◆ LISTED RECORDS ◆
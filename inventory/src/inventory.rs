//! Inventory - ordered stock plus the calendar it is simulated on

use chrono::NaiveDate;
use rayon::prelude::*;
use tracing::debug;

use crate::calendar::Calendar;
use crate::item::{Category, Item};
use crate::rules::advance_one_day;

/// Advance every item by one day, keeping order
pub fn tick(items: &[Item]) -> Vec<Item> {
    items.iter().map(advance_one_day).collect()
}

/// Summary of one simulated day
#[derive(Debug, Clone, Copy, PartialEq, Eq)]
pub struct TickResult {
    pub day: u64,
    pub date: NaiveDate,
    /// Non-legendary items past their sell-by date
    pub expired: usize,
    /// Items with no quality left
    pub worthless: usize,
}

#[derive(Debug, Clone, Default)]
pub struct Inventory {
    items: Vec<Item>,
    calendar: Calendar,
}

impl Inventory {
    pub fn new(items: Vec<Item>) -> Self {
        Self::with_calendar(items, Calendar::default())
    }

    pub fn with_calendar(items: Vec<Item>, calendar: Calendar) -> Self {
        Self { items, calendar }
    }

    pub fn items(&self) -> &[Item] {
        &self.items
    }

    pub fn calendar(&self) -> &Calendar {
        &self.calendar
    }

    pub fn len(&self) -> usize {
        self.items.len()
    }

    pub fn is_empty(&self) -> bool {
        self.items.is_empty()
    }

    /// Run one simulation tick (advances 1 day)
    pub fn tick(&mut self) -> TickResult {
        self.items = tick(&self.items);
        self.finish_day()
    }

    /// Same as [`Inventory::tick`], mapping items on the rayon pool
    pub fn tick_parallel(&mut self) -> TickResult {
        self.items = self.items.par_iter().map(advance_one_day).collect();
        self.finish_day()
    }

    /// Run `days` ticks and return the last day's summary
    pub fn tick_many(&mut self, days: u32) -> Option<TickResult> {
        (0..days).map(|_| self.tick()).last()
    }

    fn finish_day(&mut self) -> TickResult {
        self.calendar.advance();

        let expired = self
            .items
            .iter()
            .filter(|item| item.category() != Category::Legendary && item.sell_in < 0)
            .count();
        let worthless = self.items.iter().filter(|item| item.quality == 0).count();

        let result = TickResult {
            day: self.calendar.tick,
            date: self.calendar.date,
            expired,
            worthless,
        };
        debug!(
            day = result.day,
            date = %result.date,
            expired,
            worthless,
            "inventory advanced"
        );
        result
    }
}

◆ DIRECTIONS ◆
Find all lines holding the word "filter" in the records above and copy them.

◆ OUTPUT FOR THIS EXERCISE ◆
            .filter(|item| item.category() != Category::Legendary && item.sell_in < 0)
        let worthless = self.items.iter().filter(|item| item.quality == 0).count();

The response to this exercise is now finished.